A comissão especial da Câmara dos Deputados que analisa a Proposta de Emenda à Constituição (PEC) sobre o fim da escala 6×1 pode votar nesta quarta-feira (27) o parecer do relator, deputado Leo Prates (Republicanos-BA). O texto foi apresentado na segunda-feira, mas um pedido de vista coletivo adiou a análise.
O presidente da comissão, deputado Alencar Santana (PT-SP), disse que quase 4 mil pessoas participaram dos debates sobre a jornada de trabalho. “Em menos de um mês de funcionamento, esta comissão especial já está entre as cinco da Câmara que mais horas de debate realizaram. Isso demonstra a força do tema e o anseio popular”, afirmou Santana. Ele rebateu críticas de que a tramitação foi acelerada, destacando que as audiências públicas incluíram representantes patronais e dos trabalhadores.
Defensores da mudança reforçaram os benefícios ao trabalhador, como mais tempo para descanso e convívio familiar. Já os contrários citaram riscos de aumento nos custos de produção e impactos nos preços. O deputado Gilson Marques (Novo-SC) afirmou que a redução de jornada afetará pequenos negócios. “O que ninguém conta é como a redução de jornada vai afetar o empreendedor, o consumidor e o próprio trabalhador. A farmácia, a padaria e o supermercado vão subir os preços ou, pior, vão fechar as portas”, disse Marques.

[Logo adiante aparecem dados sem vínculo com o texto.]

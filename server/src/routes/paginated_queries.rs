use axum::{
    extract::{Path, State},
    routing::get,
    Json, Router,
};

use crate::{
    error::{ApiError, ApiResult},
    state::AppState,
};

use super::page_items;

const ITEMS_PER_PAGE: i64 = 5;

pub fn router() -> Router<AppState> {
    Router::new().route("/:page", get(page))
}

async fn page(
    State(state): State<AppState>,
    Path(page): Path<i64>,
) -> ApiResult<Json<Vec<String>>> {
    let items = page_items(page, ITEMS_PER_PAGE).ok_or(ApiError::BadRequest)?;
    // First page loads faster.
    state
        .latency
        .sleep(if page == 1 { 0.5 } else { 1.0 })
        .await;
    Ok(Json(items))
}
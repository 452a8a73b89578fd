use std::time::Duration;

use futures::future::LocalBoxFuture;

use crate::Instant;

mod dom;
mod manual;

pub use dom::*;
pub use manual::*;

/// The host environment's cooperative scheduler.
///
/// Everything the timer and the scroll detector need from the outside world
/// goes through here: a clock, repeating and one-shot timers, animation
/// frames, and a local executor for awaitables returned by callbacks.
///
/// Scheduling methods return `None` when the host refuses the request, in
/// which case nothing was scheduled.
pub trait Scheduler: Clone + 'static {
    /// Handle to a pending timer.
    type Handle: ScheduleHandle + 'static;

    /// Current time according to this scheduler.
    fn now(&self) -> Instant;

    /// Run `callback` every `period` until the handle is cleared.
    fn set_interval(&self, callback: Box<dyn Fn()>, period: Duration) -> Option<Self::Handle>;

    /// Run `callback` once after `delay` unless the handle is cleared first.
    fn set_timeout(&self, callback: Box<dyn FnOnce()>, delay: Duration) -> Option<Self::Handle>;

    /// Run `callback` before the next paint.
    fn request_animation_frame(&self, callback: Box<dyn FnOnce()>);

    /// Drive `future` to completion on the local executor.
    fn spawn_local(&self, future: LocalBoxFuture<'static, ()>);
}

/// A cancellable scheduled task.
pub trait ScheduleHandle {
    /// Cancel the task. Clearing an already fired timeout is a no-op.
    fn clear(self);
}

Autora da PEC 8/25, que propõe a jornada 4×3, a deputada Erika Hilton (Psol-SP) criticou a desinformação sobre os impactos econômicos. “Hoje, os trabalhadores e a sociedade sairão daqui cantando uma vitória, uma vitória da classe trabalhadora e uma derrota dos inimigos do povo, uma derrota daqueles que tentaram prejudicar essas mudanças”, declarou Hilton.